------ Source material
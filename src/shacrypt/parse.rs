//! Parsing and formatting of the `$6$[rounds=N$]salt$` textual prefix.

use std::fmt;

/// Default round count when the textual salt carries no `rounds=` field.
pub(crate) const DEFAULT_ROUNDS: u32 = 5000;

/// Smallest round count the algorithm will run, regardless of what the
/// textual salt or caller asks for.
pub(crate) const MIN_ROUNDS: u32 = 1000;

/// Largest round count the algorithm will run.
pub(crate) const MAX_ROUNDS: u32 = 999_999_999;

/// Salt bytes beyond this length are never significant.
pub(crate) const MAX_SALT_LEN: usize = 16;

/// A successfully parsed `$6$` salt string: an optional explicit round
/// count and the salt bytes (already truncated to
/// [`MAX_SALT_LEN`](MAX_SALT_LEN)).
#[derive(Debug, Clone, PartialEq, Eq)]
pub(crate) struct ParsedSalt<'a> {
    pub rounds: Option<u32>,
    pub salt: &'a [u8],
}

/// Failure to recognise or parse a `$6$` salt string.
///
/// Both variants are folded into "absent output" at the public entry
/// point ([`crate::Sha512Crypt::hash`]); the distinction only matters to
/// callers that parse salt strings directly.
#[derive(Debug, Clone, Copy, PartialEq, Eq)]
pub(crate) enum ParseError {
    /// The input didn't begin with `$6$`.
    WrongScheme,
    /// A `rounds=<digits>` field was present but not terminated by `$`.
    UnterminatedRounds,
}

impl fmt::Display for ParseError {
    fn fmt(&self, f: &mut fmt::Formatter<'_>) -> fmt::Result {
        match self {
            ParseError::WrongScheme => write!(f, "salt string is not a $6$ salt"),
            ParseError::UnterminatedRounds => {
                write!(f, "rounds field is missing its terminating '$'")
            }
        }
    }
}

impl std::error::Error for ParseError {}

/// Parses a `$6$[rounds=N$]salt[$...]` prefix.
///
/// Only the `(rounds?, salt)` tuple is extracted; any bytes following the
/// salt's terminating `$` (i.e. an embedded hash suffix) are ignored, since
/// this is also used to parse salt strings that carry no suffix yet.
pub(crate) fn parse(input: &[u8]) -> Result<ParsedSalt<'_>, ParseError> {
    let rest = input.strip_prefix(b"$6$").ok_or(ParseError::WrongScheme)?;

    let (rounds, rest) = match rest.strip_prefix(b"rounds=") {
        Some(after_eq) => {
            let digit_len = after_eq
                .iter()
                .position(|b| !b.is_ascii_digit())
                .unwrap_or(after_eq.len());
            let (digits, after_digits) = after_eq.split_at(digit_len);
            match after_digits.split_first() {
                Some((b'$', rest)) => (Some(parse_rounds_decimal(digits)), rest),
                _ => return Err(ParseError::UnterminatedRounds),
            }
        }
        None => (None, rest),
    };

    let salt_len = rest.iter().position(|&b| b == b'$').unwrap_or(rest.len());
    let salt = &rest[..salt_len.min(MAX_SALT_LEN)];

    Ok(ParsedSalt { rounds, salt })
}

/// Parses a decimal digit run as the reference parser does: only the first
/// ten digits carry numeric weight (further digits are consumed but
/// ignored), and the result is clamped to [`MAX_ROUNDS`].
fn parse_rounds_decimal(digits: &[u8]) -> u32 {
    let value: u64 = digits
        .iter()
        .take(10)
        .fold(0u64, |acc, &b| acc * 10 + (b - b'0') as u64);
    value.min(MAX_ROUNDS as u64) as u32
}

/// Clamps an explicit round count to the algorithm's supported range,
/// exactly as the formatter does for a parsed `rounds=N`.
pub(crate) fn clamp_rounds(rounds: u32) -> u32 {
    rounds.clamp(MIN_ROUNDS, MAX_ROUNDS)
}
------------
------ Source material
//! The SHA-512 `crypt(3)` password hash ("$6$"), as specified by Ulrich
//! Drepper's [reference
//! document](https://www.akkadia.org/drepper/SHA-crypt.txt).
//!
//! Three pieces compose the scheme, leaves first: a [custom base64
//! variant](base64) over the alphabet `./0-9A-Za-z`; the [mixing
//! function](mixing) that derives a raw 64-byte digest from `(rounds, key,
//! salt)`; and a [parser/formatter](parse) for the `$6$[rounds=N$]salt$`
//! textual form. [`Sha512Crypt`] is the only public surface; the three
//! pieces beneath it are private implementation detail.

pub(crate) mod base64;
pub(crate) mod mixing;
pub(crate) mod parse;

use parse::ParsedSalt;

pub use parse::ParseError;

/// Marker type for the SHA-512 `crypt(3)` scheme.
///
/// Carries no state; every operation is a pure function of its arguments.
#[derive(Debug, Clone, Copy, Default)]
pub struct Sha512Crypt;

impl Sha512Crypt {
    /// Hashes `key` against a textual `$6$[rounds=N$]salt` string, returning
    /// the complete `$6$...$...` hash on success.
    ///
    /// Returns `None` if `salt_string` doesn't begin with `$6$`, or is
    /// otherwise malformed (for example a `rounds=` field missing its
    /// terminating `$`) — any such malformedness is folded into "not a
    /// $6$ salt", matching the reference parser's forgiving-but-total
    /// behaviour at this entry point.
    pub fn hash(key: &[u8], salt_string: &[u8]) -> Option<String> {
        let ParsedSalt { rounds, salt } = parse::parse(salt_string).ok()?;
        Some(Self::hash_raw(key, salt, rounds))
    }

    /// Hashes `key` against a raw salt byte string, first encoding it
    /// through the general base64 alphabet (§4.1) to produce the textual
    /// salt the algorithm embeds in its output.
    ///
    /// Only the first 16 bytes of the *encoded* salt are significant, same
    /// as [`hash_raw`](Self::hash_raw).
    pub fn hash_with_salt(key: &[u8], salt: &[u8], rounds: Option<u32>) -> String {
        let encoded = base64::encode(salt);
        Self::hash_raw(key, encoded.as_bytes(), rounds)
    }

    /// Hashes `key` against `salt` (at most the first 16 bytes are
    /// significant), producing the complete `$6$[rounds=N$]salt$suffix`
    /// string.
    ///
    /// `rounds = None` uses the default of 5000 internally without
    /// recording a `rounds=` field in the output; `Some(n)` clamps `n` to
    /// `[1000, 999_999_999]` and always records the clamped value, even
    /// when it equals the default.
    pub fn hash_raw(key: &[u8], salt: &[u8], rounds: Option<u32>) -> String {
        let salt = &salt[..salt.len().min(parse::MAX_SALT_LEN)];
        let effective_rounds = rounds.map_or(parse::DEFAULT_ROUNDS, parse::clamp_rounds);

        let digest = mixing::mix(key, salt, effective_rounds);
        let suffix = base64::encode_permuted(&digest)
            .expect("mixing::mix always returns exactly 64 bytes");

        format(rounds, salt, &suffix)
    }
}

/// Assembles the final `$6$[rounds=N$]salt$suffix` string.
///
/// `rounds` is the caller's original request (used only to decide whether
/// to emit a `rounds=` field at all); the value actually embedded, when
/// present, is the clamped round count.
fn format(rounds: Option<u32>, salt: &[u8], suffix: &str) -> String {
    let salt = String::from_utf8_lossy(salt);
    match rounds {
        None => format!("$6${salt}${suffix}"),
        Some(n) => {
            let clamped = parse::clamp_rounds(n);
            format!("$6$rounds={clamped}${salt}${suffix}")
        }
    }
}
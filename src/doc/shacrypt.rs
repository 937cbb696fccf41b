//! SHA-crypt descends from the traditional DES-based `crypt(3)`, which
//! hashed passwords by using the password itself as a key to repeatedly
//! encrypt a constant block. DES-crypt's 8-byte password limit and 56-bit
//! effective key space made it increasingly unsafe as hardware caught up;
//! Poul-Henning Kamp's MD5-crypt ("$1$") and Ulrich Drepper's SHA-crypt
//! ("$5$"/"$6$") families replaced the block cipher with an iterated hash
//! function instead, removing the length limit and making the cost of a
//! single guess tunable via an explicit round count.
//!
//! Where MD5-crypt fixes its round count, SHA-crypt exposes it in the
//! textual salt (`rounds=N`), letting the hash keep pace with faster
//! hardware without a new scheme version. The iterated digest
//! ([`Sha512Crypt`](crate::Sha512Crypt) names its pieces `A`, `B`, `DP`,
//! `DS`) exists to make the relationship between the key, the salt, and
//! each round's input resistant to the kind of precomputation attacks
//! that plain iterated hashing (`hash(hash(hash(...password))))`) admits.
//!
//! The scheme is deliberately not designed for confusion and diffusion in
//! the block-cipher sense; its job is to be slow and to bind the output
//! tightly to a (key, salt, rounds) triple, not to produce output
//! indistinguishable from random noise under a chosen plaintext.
------------
What you will do: For the records above, state how many lines include the string "folded", giving the number and nothing else.

Completed task: 2